Columbus goalie Sergei Bobrovsky looks to continue his solid play and force a game seven against the Penguins.
The Columbus Blue Jackets are in the Stanley Cup Playoffs for the second time in franchise history due in large part to the play of goaltender Sergei Bobrovsky, and they had an opportunity to take their first-ever series lead Saturday because of his play late in games.
Although the Blue Jackets have trailed the Pittsburgh Penguins by 3-1 margins early in their two victories, Bobrovsky has managed to shut the door late in those games to allow for the comeback. However, that shutout effort did not happen in Saturday's 3-1 Penguins win at Consol Energy Center in Pittsburgh.
The Penguins peppered Bobrovsky with 51 shots, 49 of which he turned away en route to the game's third star honors, but a power play goal in the second period gave them a win and 3-2 series lead over the Blue Jackets heading into tonight's elimination game in Columbus.
"He was great," Columbus coach Todd Richards said of Bobrovsky. "Even on their first goal, he makes a great save and he just loses track of the puck, so he ends up turning his body which opened up the hole because he thought it was behind him. It was one of those performances where you come into an opposing rink, that's a game that your goaltender can steal for you. We just weren't able to do enough in the offensive zone.

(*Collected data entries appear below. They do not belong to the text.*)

impl Query {
  /// Resolve the endpoint and seed state from the cache or synchronous storage.
  ///
  /// Fails with [`Error::InvalidUrl`](crate::Error::InvalidUrl) when the
  /// endpoint can't be made absolute. Nothing is fetched until [`mount`].
  ///
  /// [`mount`]: Query::mount
  pub fn new(provider: Provider, endpoint: &str, options: QueryOptions) -> Result<Self> {
    let key = interpolate(endpoint, &options.variables);
    let url = provider.build_url(&key)?;
    let store = provider.store();

    let cache_hit = store.contains(&key);
    let mut status = if cache_hit {
      QueryStatus::Ready
    } else {
      QueryStatus::Idle
    };

    if !cache_hit {
      let stored = provider
        .storage()
        .and_then(|s| s.read_sync(provider.namespace(), &key));
      if let Some(value) = stored {
        debug!(key = %key, "Seeded query from persistent storage");
        store.set(key.clone(), value);
        status = QueryStatus::Ready;
      }
    }

    let subscription = tokio::sync::Mutex::new(store.subscribe(key.clone()));

    Ok(Self {
      inner: Arc::new(QueryInner {
        template: endpoint.to_string(),
        key,
        url,
        options,
        state: Mutex::new(QueryState {
          status,
          error: None,
          is_refetching: false,
          is_loading_more: false,
          started: false,
          mounted_at: None,
          cache_hit,
          pages: Vec::new(),
        }),
        subscription,
        provider,
      }),
    })
  }

  fn state(&self) -> MutexGuard<'_, QueryState> {
    self
      .inner
      .state
      .lock()
      .unwrap_or_else(PoisonError::into_inner)
  }

  /// The endpoint template this query was created with.
  pub fn endpoint(&self) -> &str {
    &self.inner.template
  }

  /// The interpolated endpoint, used as the cache key.
  pub fn key(&self) -> &str {
    &self.inner.key
  }

  pub fn url(&self) -> &str {
    &self.inner.url
  }

  /// True once the first [`mount`](Query::mount) has completed.
  pub fn is_mounted(&self) -> bool {
    self.state().mounted_at.is_some()
  }

  /// Current state plus the cache entry.
  pub fn snapshot(&self) -> QueryResult {
    let data = self.inner.provider.store().get(&self.inner.key);
    let state = self.state();
    QueryResult {
      status: state.status,
      data,
      error: state.error.clone(),
      is_loading: state.status == QueryStatus::Loading,
      is_refetching: state.is_refetching,
      is_loading_more: state.is_loading_more,
    }
  }

  pub fn data(&self) -> Option<Value> {
    self.inner.provider.store().get(&self.inner.key)
  }

  /// Start the query.
  ///
  /// Restores from asynchronous storage if configured, then fetches unless
  /// the cache already held this endpoint when the query was created. Only
  /// the first call does anything.
  ///
  /// Invalidations issued before the initial fetch finishes are not honored.
  pub async fn mount(&self) -> QueryResult {
    let fetch_needed = {
      let mut state = self.state();
      if state.started {
        None
      } else {
        state.started = true;
        Some(self.inner.options.force_fetch || !state.cache_hit)
      }
    };
    let Some(fetch_needed) = fetch_needed else {
      return self.snapshot();
    };

    if let Some(storage) = self.inner.provider.storage().filter(|s| s.is_async()) {
      let store = self.inner.provider.store();
      if !store.contains(&self.inner.key) {
        if let Some(value) = storage
          .read(self.inner.provider.namespace(), &self.inner.key)
          .await
        {
          debug!(key = %self.inner.key, "Restored query from persistent storage");
          store.update(&self.inner.key, |current| current.cloned().unwrap_or(value));
          let mut state = self.state();
          if matches!(state.status, QueryStatus::Idle | QueryStatus::Loading) {
            state.status = QueryStatus::Ready;
          }
        }
      }
    }

    if fetch_needed {
      self.run_fetch(FetchKind::Initial).await;
    }

    let generation = self.inner.provider.store().generation();
    self.state().mounted_at = Some(generation);
    self.snapshot()
  }

  /// Fetch the endpoint and overwrite the cache entry.
  pub async fn fetch(&self) -> QueryResult {
    self.run_fetch(FetchKind::Initial).await;
    self.snapshot()
  }

  /// Fetch again in the background, then replay every page loaded with
  /// [`load_more`](Query::load_more). Returns the fresh first page.
  pub async fn refetch(&self) -> Option<Value> {
    self.revalidate().await
  }

  /// Load another page and combine it with the cached value.
  ///
  /// `endpoint` is interpolated with the query's variables overlaid by
  /// `extra_variables`. A persisted copy of the page is shown first when one
  /// exists. Returns the fetched page, or `None` if the request failed.
  pub async fn load_more(
    &self,
    endpoint: &str,
    extra_variables: &Variables,
  ) -> Result<Option<Value>> {
    let variables = self.inner.options.variables.merged(extra_variables);
    let key = interpolate(endpoint, &variables);
    let url = self.inner.provider.build_url(&key)?;
    let page = Page {
      key,
      url,
      variables,
    };

    self.state().is_loading_more = true;
    let result = self.load_page(&page, true).await;

    let mut state = self.state();
    state.is_loading_more = false;
    if result.is_some() && !state.pages.iter().any(|p| p.key == page.key) {
      state.pages.push(page);
    }

    Ok(result)
  }

  /// Overwrite the cache entry locally, without touching network or storage.
  pub fn set_data(&self, value: Value) {
    self.inner.provider.store().set(self.inner.key.clone(), value);
    let mut state = self.state();
    if state.status == QueryStatus::Idle {
      state.status = QueryStatus::Ready;
    }
  }

  /// Honor every invalidation queued since the last call.
  ///
  /// Several queued generations that target this query cause a single
  /// refetch. Returns whether a refetch happened.
  ///
  /// `sync` and [`watch`](Query::watch) are exclusive: while a watcher owns
  /// the subscription this returns `false` right away and the watcher
  /// handles the invalidations.
  pub async fn sync(&self) -> bool {
    let mut applies = false;
    {
      let Ok(mut subscription) = self.inner.subscription.try_lock() else {
        return false;
      };
      while let Some(invalidation) = subscription.try_recv() {
        applies |= self.targets_me(&invalidation);
      }
    }

    if applies {
      self.honor().await;
    }
    applies
  }

  /// Honor invalidations as they arrive. Runs until its task is aborted or
  /// the cache store goes away.
  pub async fn watch(&self) {
    loop {
      let next = self.inner.subscription.lock().await.recv().await;
      let Some(invalidation) = next else {
        break;
      };
      if self.targets_me(&invalidation) {
        self.honor().await;
      }
    }
  }

  fn targets_me(&self, invalidation: &Invalidation) -> bool {
    let Some(mounted_at) = self.state().mounted_at else {
      return false;
    };
    invalidation.generation > mounted_at
      && (invalidation.target.includes(&self.inner.template)
        || invalidation.target.includes(&self.inner.key))
  }

  async fn honor(&self) {
    debug!(key = %self.inner.key, "Refetching after invalidation");
    self.revalidate().await;

    let store = self.inner.provider.store();
    store.acknowledge(&self.inner.template);
    store.acknowledge(&self.inner.key);
  }

  async fn revalidate(&self) -> Option<Value> {
    let data = self.run_fetch(FetchKind::Refetch).await?;

    let pages = self.state().pages.clone();
    if !pages.is_empty() {
      self.state().is_loading_more = true;
      for page in &pages {
        self.load_page(page, false).await;
      }
      self.state().is_loading_more = false;
    }

    Some(data)
  }

  async fn run_fetch(&self, kind: FetchKind) -> Option<Value> {
    {
      let mut state = self.state();
      match kind {
        FetchKind::Initial => {
          if state.status != QueryStatus::Ready {
            state.status = QueryStatus::Loading;
          }
        }
        FetchKind::Refetch => state.is_refetching = true,
      }
    }

    let provider = &self.inner.provider;
    let result = self
      .request(&self.inner.url, &self.inner.options.variables)
      .await;

    let outcome = match result {
      Ok(data) => {
        provider.store().set(self.inner.key.clone(), data.clone());
        if let Some(storage) = provider.storage() {
          storage
            .write(provider.namespace(), &self.inner.key, &data)
            .await;
        }
        debug!(key = %self.inner.key, "Query fetch succeeded");
        Ok(data)
      }
      Err(e) => {
        warn!(key = %self.inner.key, error = %e, "Query fetch failed");
        Err(e)
      }
    };

    {
      let mut state = self.state();
      if kind == FetchKind::Refetch {
        state.is_refetching = false;
      }
      match &outcome {
        Ok(_) => {
          state.status = QueryStatus::Ready;
          state.error = None;
        }
        Err(e) => {
          state.status = QueryStatus::Error;
          state.error = Some(e.clone());
        }
      }
    }

    if let Some(callback) = &self.inner.options.on_complete {
      callback(outcome.as_ref());
    }

    outcome.ok()
  }

  async fn load_page(&self, page: &Page, surface_stored: bool) -> Option<Value> {
    let provider = &self.inner.provider;
    let store = provider.store();
    let strategy = self.inner.options.accumulation;

    // Show a previously persisted copy of the page until the network answers
    let mut provisional: Option<(Option<Value>, Value)> = None;
    if surface_stored {
      if let Some(storage) = provider.storage() {
        if let Some(stored) = storage.read(provider.namespace(), &page.key).await {
          let mut base = None;
          let shown = store.update(&self.inner.key, |current| {
            base = current.cloned();
            strategy.combine(current, stored)
          });
          provisional = Some((base, shown));
        }
      }
    }

    match self.request(&page.url, &page.variables).await {
      Ok(data) => {
        store.update(&self.inner.key, |current| match &provisional {
          Some((base, shown)) if current == Some(shown) => {
            strategy.combine(base.as_ref(), data.clone())
          }
          _ => strategy.combine(current, data.clone()),
        });
        if let Some(storage) = provider.storage() {
          storage.write(provider.namespace(), &page.key, &data).await;
        }
        debug!(key = %self.inner.key, page = %page.key, "Loaded page");
        Some(data)
      }
      Err(e) => {
        warn!(key = %self.inner.key, page = %page.key, error = %e, "Loading page failed");
        self.state().error = Some(e);
        None
      }
    }
  }

  async fn request(
    &self,
    url: &str,
    variables: &Variables,
  ) -> std::result::Result<Value, TransportError> {
    let provider = &self.inner.provider;
    let request = Request {
      url: url.to_string(),
      method: Method::Get,
      body: None,
      options: provider
        .default_options()
        .merged(&self.inner.options.fetch_options),
      variables: variables.clone(),
    };

    provider
      .transport()
      .send(request)
      .await
      .map(|response| response.data)
  }
}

"Bob's been fine. I don't have any problems with Bob. Just like anyone, you're going to have ups and downs in games. You're going to have ups and downs in series. He's no different, but he competes. He battles. He's able to put things behind him, and to me, that's the great mental makeup that you need when these games become worth a lot more than what they are in the regular season."
In the loss, the Blue Jackets registered only 24 shots on net, a total the Penguins nearly eclipsed when they fired 21 alone in the second period. The only one that got past Bobrovsky in the second period was Chris Kunitz's power play tally at the 7:42 mark.
"To me, it felt like 51 shots," Richards said. "They were going to the net hard. Obviously, it was something they talked about to make it hard on Bobrovsky. There were some bumps here and there.
"It was how they wanted to play the game; pucks to the net. We spent too much time in our zone. If you spend too much time in your own zone, you're going to give up opportunities and lots of shots."
Blue Jackets center Mark Letestu acknowledged the team "didn't give Bob enough support," and felt the Penguins did a better job of managing the speed and pace of the game with their aggressive offensive approach.
"I think they were pretty good on their puck control," Letestu said. "Whether it was the (defense) working together or working as a five-man unit to break pucks out, we just couldn't sustain any fore-checks and turn pucks over, or really have those long offensive-zone shifts to grind them down. Credit to them, they stepped it up. We were a step behind. We had to be better and we weren't."
And if Bobrovsky is going to help the Blue Jackets even the series at three games apiece at Nationwide Arena tonight, Richards knows the team in front of the goaltender needs to play a different type of game in front of the home fans.
"I think we needed to be harder in front of our net, and we didn't do enough," Richards said. "We didn't spend enough time in their zone to create the same types of scrums around their net."